WHAT TO PRODUCE>
In the entries below, find the lines with the word "crate" and copy them.

========================================================================

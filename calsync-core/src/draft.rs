//! User-entered event drafts and their validation.

use chrono_tz::Tz;
use serde::{Deserialize, Serialize};

use crate::error::ValidationError;
use crate::event::{CalendarEvent, Relation};
use crate::time::{is_date_only, parse_timestamp, to_canonical};

/// A new event as typed into the form, before validation.
///
/// Timestamps are kept as entered; [`Draft::validate`] normalizes them.
#[derive(Debug, Clone, Default, PartialEq, Serialize, Deserialize)]
pub struct Draft {
    pub title: String,
    pub start: String,
    pub end: String,
    #[serde(default)]
    pub all_day: bool,
    #[serde(default)]
    pub description: Option<String>,
    /// Record this event should be attached to
    #[serde(default)]
    pub scope_id: Option<String>,
}

/// Form pre-filled from a range selection in the calendar view.
#[derive(Debug, Clone, PartialEq, Serialize, Deserialize)]
pub struct DraftForm {
    pub title: String,
    pub start: String,
    pub end: String,
    pub all_day: bool,
    pub scope_id: Option<String>,
}

impl From<DraftForm> for Draft {
    fn from(form: DraftForm) -> Self {
        Draft {
            title: form.title,
            start: form.start,
            end: form.end,
            all_day: form.all_day,
            description: None,
            scope_id: form.scope_id,
        }
    }
}

impl Draft {
    pub fn new(title: impl Into<String>, start: impl Into<String>, end: impl Into<String>) -> Self {
        Draft {
            title: title.into(),
            start: start.into(),
            end: end.into(),
            ..Default::default()
        }
    }

    /// Validate and normalize into an unsaved event.
    ///
    /// The title is trimmed, timestamps are parsed in `tz` and must satisfy
    /// `start <= end`. A draft whose start and end are bare dates is all-day
    /// regardless of the flag.
    pub fn validate(&self, tz: Tz, related_to: Option<Relation>) -> Result<CalendarEvent, ValidationError> {
        let title = self.title.trim();
        if title.is_empty() {
            return Err(ValidationError::EmptyTitle);
        }

        let start = parse_timestamp(&self.start, tz)?;
        let end = parse_timestamp(&self.end, tz)?;

        let event = CalendarEvent {
            id: None,
            title: title.to_string(),
            start,
            end,
            all_day: self.all_day || (is_date_only(&self.start) && is_date_only(&self.end)),
            description: self
                .description
                .as_deref()
                .map(str::trim)
                .filter(|d| !d.is_empty())
                .map(String::from),
            related_to,
            owner_name: None,
        };
        event.validate()?;

        Ok(event)
    }
}

impl DraftForm {
    /// Build a form for a selected range, timestamps in canonical form.
    pub fn for_range(
        start: chrono::DateTime<chrono::Utc>,
        end: chrono::DateTime<chrono::Utc>,
        all_day: bool,
        scope_id: Option<String>,
    ) -> Self {
        DraftForm {
            title: String::new(),
            start: to_canonical(&start),
            end: to_canonical(&end),
            all_day,
            scope_id,
        }
    }
}

#[cfg(test)]
mod tests {
    use super::*;
    use chrono::{TimeZone, Utc};

    #[test]
    fn demo_draft_normalizes() {
        let draft = Draft::new("Demo", "2024-01-01T09:00:00Z", "2024-01-01T10:00:00Z");
        let event = draft.validate(chrono_tz::UTC, None).unwrap();
        assert_eq!(event.id, None);
        assert_eq!(event.title, "Demo");
        assert_eq!(event.start, Utc.with_ymd_and_hms(2024, 1, 1, 9, 0, 0).unwrap());
        assert!(!event.all_day);
    }

    #[test]
    fn bad_draft_is_rejected() {
        let draft = Draft::new("Bad", "2024-01-01T10:00:00Z", "2024-01-01T09:00:00Z");
        assert!(matches!(
            draft.validate(chrono_tz::UTC, None),
            Err(ValidationError::EndBeforeStart { .. })
        ));
    }

    #[test]
    fn title_is_trimmed() {
        let draft = Draft::new("  Lunch  ", "2024-01-01T12:00", "2024-01-01T13:00");
        assert_eq!(draft.validate(chrono_tz::UTC, None).unwrap().title, "Lunch");
    }

    #[test]
    fn missing_title_is_rejected() {
        let draft = Draft::new("", "2024-01-01T12:00", "2024-01-01T13:00");
        assert_eq!(draft.validate(chrono_tz::UTC, None), Err(ValidationError::EmptyTitle));
    }

    #[test]
    fn bare_dates_make_all_day() {
        let draft = Draft::new("Offsite", "2024-05-02", "2024-05-03");
        assert!(draft.validate(chrono_tz::UTC, None).unwrap().all_day);
    }

    #[test]
    fn blank_description_is_dropped() {
        let mut draft = Draft::new("Call", "2024-01-01T12:00", "2024-01-01T13:00");
        draft.description = Some("   ".into());
        assert_eq!(draft.validate(chrono_tz::UTC, None).unwrap().description, None);
    }

    #[test]
    fn range_form_is_canonical() {
        let form = DraftForm::for_range(
            Utc.with_ymd_and_hms(2024, 1, 1, 9, 0, 0).unwrap(),
            Utc.with_ymd_and_hms(2024, 1, 1, 9, 30, 0).unwrap(),
            false,
            Some("001A".into()),
        );
        assert_eq!(form.start, "2024-01-01T09:00:00.000Z");
        assert_eq!(form.end, "2024-01-01T09:30:00.000Z");
        assert!(form.title.is_empty());
    }
}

========================================================================

ANSWER FOR THIS EXERCISE>
use crate::error::ValidationError;
use crate::event::{CalendarEvent, Relation};
use crate::time::{is_date_only, parse_timestamp, to_canonical};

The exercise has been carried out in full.